══ RECORDS FOR THE EXERCISE
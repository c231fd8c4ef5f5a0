//! Segment map of the controller panel LCD: every lit element as an address and bit mask in the
//! HT1621 display RAM.
//!
//! Seven-segment positions are laid out as follows:
//!
//! ```text
//!         -A-     -A-
//!   B    F   B   F   B
//!         -G-     -G-
//!   C    E   C   E   C
//!         -D-     -D-
//!  Hund.  Tens    Ones
//! ```
//!
//! The hundreds position only has the segments of a `1`, wired together as a single element.

/// A single segment: the display RAM address it lives in and the bit selecting it.
#[derive(Copy, Clone, Debug, Default, Eq, PartialEq, Hash)]
pub struct Seg {
    pub address: u8,
    pub mask: u8,
}

impl Seg {
    /// No physical segment.
    pub const NUL: Seg = Seg::new(0, 0);

    pub const fn new(address: u8, mask: u8) -> Self {
        Seg { address, mask }
    }

    pub const fn is_nul(&self) -> bool {
        self.mask == 0
    }
}

/// The seven segments of one digit position.
#[derive(Copy, Clone, Debug, Default, Eq, PartialEq, Hash)]
pub struct Digit {
    pub a: Seg,
    pub b: Seg,
    pub c: Seg,
    pub d: Seg,
    pub e: Seg,
    pub f: Seg,
    pub g: Seg,
}

impl Digit {
    /// An unused digit slot.
    pub const NUL: Digit = Digit {
        a: Seg::NUL,
        b: Seg::NUL,
        c: Seg::NUL,
        d: Seg::NUL,
        e: Seg::NUL,
        f: Seg::NUL,
        g: Seg::NUL,
    };

    /// Gets the segments in A to G order.
    pub const fn segments(&self) -> [Seg; 7] {
        [self.a, self.b, self.c, self.d, self.e, self.f, self.g]
    }
}

// Y axis readout
pub const Y_HUNDREDS: Seg = Seg::new(0x0A, 0x80);
pub const Y_TENS_A: Seg = Seg::new(0x0B, 0x80);
pub const Y_TENS_B: Seg = Seg::new(0x0B, 0x40);
pub const Y_TENS_C: Seg = Seg::new(0x0B, 0x20);
pub const Y_TENS_D: Seg = Seg::new(0x0B, 0x10);
pub const Y_TENS_E: Seg = Seg::new(0x0A, 0x10);
pub const Y_TENS_F: Seg = Seg::new(0x0A, 0x40);
pub const Y_TENS_G: Seg = Seg::new(0x0A, 0x20);
pub const Y_ONES_A: Seg = Seg::new(0x0D, 0x80);
pub const Y_ONES_B: Seg = Seg::new(0x0D, 0x40);
pub const Y_ONES_C: Seg = Seg::new(0x0D, 0x20);
pub const Y_ONES_D: Seg = Seg::new(0x0D, 0x10);
pub const Y_ONES_E: Seg = Seg::new(0x0C, 0x10);
pub const Y_ONES_F: Seg = Seg::new(0x0C, 0x40);
pub const Y_ONES_G: Seg = Seg::new(0x0C, 0x20);
pub const Y_PERCENT: Seg = Seg::new(0x0C, 0x80);

// Y bar graph, bottom to top
pub const Y_BAR_0: Seg = Seg::new(0x0E, 0x20);
pub const Y_BAR_1: Seg = Seg::new(0x0E, 0x40);
pub const Y_BAR_2: Seg = Seg::new(0x0E, 0x80);
pub const Y_BAR_3: Seg = Seg::new(0x0F, 0x80);
pub const Y_BAR_4: Seg = Seg::new(0x0F, 0x40);
pub const Y_BAR_5: Seg = Seg::new(0x0F, 0x20);
pub const Y_BAR_6: Seg = Seg::new(0x0F, 0x10);
pub const Y_BAR_BORDER: Seg = Seg::new(0x0E, 0x10);

// X bar graph, left to right
pub const X_BAR_0: Seg = Seg::new(0x10, 0x10);
pub const X_BAR_1: Seg = Seg::new(0x10, 0x20);
pub const X_BAR_2: Seg = Seg::new(0x10, 0x40);
pub const X_BAR_3: Seg = Seg::new(0x10, 0x80);
pub const X_BAR_4: Seg = Seg::new(0x1F, 0x40);
pub const X_BAR_5: Seg = Seg::new(0x1F, 0x20);
pub const X_BAR_6: Seg = Seg::new(0x1F, 0x10);
pub const X_BAR_BORDER: Seg = Seg::new(0x1F, 0x80);

// X axis readout
pub const X_HUNDREDS: Seg = Seg::new(0x11, 0x80);
pub const X_TENS_A: Seg = Seg::new(0x12, 0x80);
pub const X_TENS_B: Seg = Seg::new(0x12, 0x40);
pub const X_TENS_C: Seg = Seg::new(0x12, 0x20);
pub const X_TENS_D: Seg = Seg::new(0x12, 0x10);
pub const X_TENS_E: Seg = Seg::new(0x11, 0x10);
pub const X_TENS_F: Seg = Seg::new(0x11, 0x40);
pub const X_TENS_G: Seg = Seg::new(0x11, 0x20);
pub const X_ONES_A: Seg = Seg::new(0x14, 0x80);
pub const X_ONES_B: Seg = Seg::new(0x14, 0x40);
pub const X_ONES_C: Seg = Seg::new(0x14, 0x20);
pub const X_ONES_D: Seg = Seg::new(0x14, 0x10);
pub const X_ONES_E: Seg = Seg::new(0x13, 0x10);
pub const X_ONES_F: Seg = Seg::new(0x13, 0x40);
pub const X_ONES_G: Seg = Seg::new(0x13, 0x20);
pub const X_PERCENT: Seg = Seg::new(0x15, 0x20);

// Icons
pub const VIDEO: Seg = Seg::new(0x15, 0x10);
pub const CAMERA: Seg = Seg::new(0x15, 0x40);

// Voltage readout, ones and tenths
pub const VOLT_ONES_A: Seg = Seg::new(0x19, 0x10);
pub const VOLT_ONES_B: Seg = Seg::new(0x18, 0x10);
pub const VOLT_ONES_C: Seg = Seg::new(0x18, 0x40);
pub const VOLT_ONES_D: Seg = Seg::new(0x19, 0x80);
pub const VOLT_ONES_E: Seg = Seg::new(0x19, 0x40);
pub const VOLT_ONES_F: Seg = Seg::new(0x19, 0x20);
pub const VOLT_ONES_G: Seg = Seg::new(0x18, 0x20);
pub const VOLT_DP: Seg = Seg::new(0x18, 0x80);
pub const VOLT_TENTHS_A: Seg = Seg::new(0x17, 0x10);
pub const VOLT_TENTHS_B: Seg = Seg::new(0x16, 0x10);
pub const VOLT_TENTHS_C: Seg = Seg::new(0x16, 0x40);
pub const VOLT_TENTHS_D: Seg = Seg::new(0x17, 0x80);
pub const VOLT_TENTHS_E: Seg = Seg::new(0x17, 0x40);
pub const VOLT_TENTHS_F: Seg = Seg::new(0x17, 0x20);
pub const VOLT_TENTHS_G: Seg = Seg::new(0x16, 0x20);
pub const VOLT_LABEL: Seg = Seg::new(0x16, 0x80);

// Speedometer, left to right
pub const SPEED_0: Seg = Seg::new(0x1B, 0x10);
pub const SPEED_1: Seg = Seg::new(0x1B, 0x20);
pub const SPEED_2: Seg = Seg::new(0x1B, 0x40);
pub const SPEED_3: Seg = Seg::new(0x1B, 0x80);
pub const SPEED_4: Seg = Seg::new(0x1E, 0x80);
pub const SPEED_5: Seg = Seg::new(0x1E, 0x40);
pub const SPEED_6: Seg = Seg::new(0x1E, 0x20);
pub const SPEED_7: Seg = Seg::new(0x1E, 0x10);
pub const SPEED_8: Seg = Seg::new(0x1A, 0x20);
pub const SPEED_9: Seg = Seg::new(0x1A, 0x40);
pub const SPEED_BORDER: Seg = Seg::new(0x1A, 0x10);
pub const SPEED_KMH: Seg = Seg::new(0x1A, 0x80);

// Signal meter, left to right
pub const RADIO_0: Seg = Seg::new(0x1D, 0x40);
pub const RADIO_1: Seg = Seg::new(0x1D, 0x20);
pub const RADIO_2: Seg = Seg::new(0x1D, 0x10);
pub const RADIO_3: Seg = Seg::new(0x1C, 0x10);
pub const RADIO_4: Seg = Seg::new(0x1C, 0x20);
pub const RADIO_MODE1: Seg = Seg::new(0x1C, 0x40);
pub const RADIO_ANTENNA: Seg = Seg::new(0x1D, 0x80);

/// Bar graph cells, in fill order.
pub const Y_BAR: [Seg; 7] = [Y_BAR_0, Y_BAR_1, Y_BAR_2, Y_BAR_3, Y_BAR_4, Y_BAR_5, Y_BAR_6];
pub const X_BAR: [Seg; 7] = [X_BAR_0, X_BAR_1, X_BAR_2, X_BAR_3, X_BAR_4, X_BAR_5, X_BAR_6];
pub const SPEED: [Seg; 10] = [
    SPEED_0, SPEED_1, SPEED_2, SPEED_3, SPEED_4, SPEED_5, SPEED_6, SPEED_7, SPEED_8, SPEED_9,
];
pub const RADIO: [Seg; 5] = [RADIO_0, RADIO_1, RADIO_2, RADIO_3, RADIO_4];

/// Digit positions built from the segments above.
pub mod digits {
    use super::*;

    /// The half digit in front of the Y tens, a single "1" stroke bound to segment C.
    ///
    /// Anything using C lights it, so only values up to 199 read correctly.
    pub const Y_HUNDREDS_DIGIT: Digit = Digit { c: Y_HUNDREDS, ..Digit::NUL };
    pub const Y_TENS: Digit = Digit {
        a: Y_TENS_A, b: Y_TENS_B, c: Y_TENS_C, d: Y_TENS_D, e: Y_TENS_E, f: Y_TENS_F, g: Y_TENS_G,
    };
    pub const Y_ONES: Digit = Digit {
        a: Y_ONES_A, b: Y_ONES_B, c: Y_ONES_C, d: Y_ONES_D, e: Y_ONES_E, f: Y_ONES_F, g: Y_ONES_G,
    };

    /// The half digit in front of the X tens, a single "1" stroke bound to segment C.
    ///
    /// Anything using C lights it, so only values up to 199 read correctly.
    pub const X_HUNDREDS_DIGIT: Digit = Digit { c: X_HUNDREDS, ..Digit::NUL };
    pub const X_TENS: Digit = Digit {
        a: X_TENS_A, b: X_TENS_B, c: X_TENS_C, d: X_TENS_D, e: X_TENS_E, f: X_TENS_F, g: X_TENS_G,
    };
    pub const X_ONES: Digit = Digit {
        a: X_ONES_A, b: X_ONES_B, c: X_ONES_C, d: X_ONES_D, e: X_ONES_E, f: X_ONES_F, g: X_ONES_G,
    };

    pub const VOLT_ONES: Digit = Digit {
        a: VOLT_ONES_A, b: VOLT_ONES_B, c: VOLT_ONES_C, d: VOLT_ONES_D,
        e: VOLT_ONES_E, f: VOLT_ONES_F, g: VOLT_ONES_G,
    };
    pub const VOLT_TENTHS: Digit = Digit {
        a: VOLT_TENTHS_A, b: VOLT_TENTHS_B, c: VOLT_TENTHS_C, d: VOLT_TENTHS_D,
        e: VOLT_TENTHS_E, f: VOLT_TENTHS_F, g: VOLT_TENTHS_G,
    };
}

/// Every named segment of the panel.
pub static SEGMENTS: &[(&str, Seg)] = &[
    ("Y_HUNDREDS", Y_HUNDREDS),
    ("Y_TENS_A", Y_TENS_A),
    ("Y_TENS_B", Y_TENS_B),
    ("Y_TENS_C", Y_TENS_C),
    ("Y_TENS_D", Y_TENS_D),
    ("Y_TENS_E", Y_TENS_E),
    ("Y_TENS_F", Y_TENS_F),
    ("Y_TENS_G", Y_TENS_G),
    ("Y_ONES_A", Y_ONES_A),
    ("Y_ONES_B", Y_ONES_B),
    ("Y_ONES_C", Y_ONES_C),
    ("Y_ONES_D", Y_ONES_D),
    ("Y_ONES_E", Y_ONES_E),
    ("Y_ONES_F", Y_ONES_F),
    ("Y_ONES_G", Y_ONES_G),
    ("Y_PERCENT", Y_PERCENT),
    ("Y_BAR_0", Y_BAR_0),
    ("Y_BAR_1", Y_BAR_1),
    ("Y_BAR_2", Y_BAR_2),
    ("Y_BAR_3", Y_BAR_3),
    ("Y_BAR_4", Y_BAR_4),
    ("Y_BAR_5", Y_BAR_5),
    ("Y_BAR_6", Y_BAR_6),
    ("Y_BAR_BORDER", Y_BAR_BORDER),
    ("X_BAR_0", X_BAR_0),
    ("X_BAR_1", X_BAR_1),
    ("X_BAR_2", X_BAR_2),
    ("X_BAR_3", X_BAR_3),
    ("X_BAR_4", X_BAR_4),
    ("X_BAR_5", X_BAR_5),
    ("X_BAR_6", X_BAR_6),
    ("X_BAR_BORDER", X_BAR_BORDER),
    ("X_HUNDREDS", X_HUNDREDS),
    ("X_TENS_A", X_TENS_A),
    ("X_TENS_B", X_TENS_B),
    ("X_TENS_C", X_TENS_C),
    ("X_TENS_D", X_TENS_D),
    ("X_TENS_E", X_TENS_E),
    ("X_TENS_F", X_TENS_F),
    ("X_TENS_G", X_TENS_G),
    ("X_ONES_A", X_ONES_A),
    ("X_ONES_B", X_ONES_B),
    ("X_ONES_C", X_ONES_C),
    ("X_ONES_D", X_ONES_D),
    ("X_ONES_E", X_ONES_E),
    ("X_ONES_F", X_ONES_F),
    ("X_ONES_G", X_ONES_G),
    ("X_PERCENT", X_PERCENT),
    ("VIDEO", VIDEO),
    ("CAMERA", CAMERA),
    ("VOLT_ONES_A", VOLT_ONES_A),
    ("VOLT_ONES_B", VOLT_ONES_B),
    ("VOLT_ONES_C", VOLT_ONES_C),
    ("VOLT_ONES_D", VOLT_ONES_D),
    ("VOLT_ONES_E", VOLT_ONES_E),
    ("VOLT_ONES_F", VOLT_ONES_F),
    ("VOLT_ONES_G", VOLT_ONES_G),
    ("VOLT_DP", VOLT_DP),
    ("VOLT_TENTHS_A", VOLT_TENTHS_A),
    ("VOLT_TENTHS_B", VOLT_TENTHS_B),
    ("VOLT_TENTHS_C", VOLT_TENTHS_C),
    ("VOLT_TENTHS_D", VOLT_TENTHS_D),
    ("VOLT_TENTHS_E", VOLT_TENTHS_E),
    ("VOLT_TENTHS_F", VOLT_TENTHS_F),
    ("VOLT_TENTHS_G", VOLT_TENTHS_G),
    ("VOLT_LABEL", VOLT_LABEL),
    ("SPEED_0", SPEED_0),
    ("SPEED_1", SPEED_1),
    ("SPEED_2", SPEED_2),
    ("SPEED_3", SPEED_3),
    ("SPEED_4", SPEED_4),
    ("SPEED_5", SPEED_5),
    ("SPEED_6", SPEED_6),
    ("SPEED_7", SPEED_7),
    ("SPEED_8", SPEED_8),
    ("SPEED_9", SPEED_9),
    ("SPEED_BORDER", SPEED_BORDER),
    ("SPEED_KMH", SPEED_KMH),
    ("RADIO_0", RADIO_0),
    ("RADIO_1", RADIO_1),
    ("RADIO_2", RADIO_2),
    ("RADIO_3", RADIO_3),
    ("RADIO_4", RADIO_4),
    ("RADIO_MODE1", RADIO_MODE1),
    ("RADIO_ANTENNA", RADIO_ANTENNA),
];

/// Looks up a segment by its name, e.g. `"VOLT_DP"`.
pub fn by_name(name: &str) -> Option<Seg> {
    SEGMENTS
        .iter()
        .find(|(segment_name, _)| *segment_name == name)
        .map(|&(_, seg)| seg)
}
════
WHAT YOU SHOULD DO → The word to look for is "bound"; copy out every line of the entries that holds it.

EXPECTED ANSWER →
    /// The half digit in front of the Y tens, a single "1" stroke bound to segment C.
    /// The half digit in front of the X tens, a single "1" stroke bound to segment C.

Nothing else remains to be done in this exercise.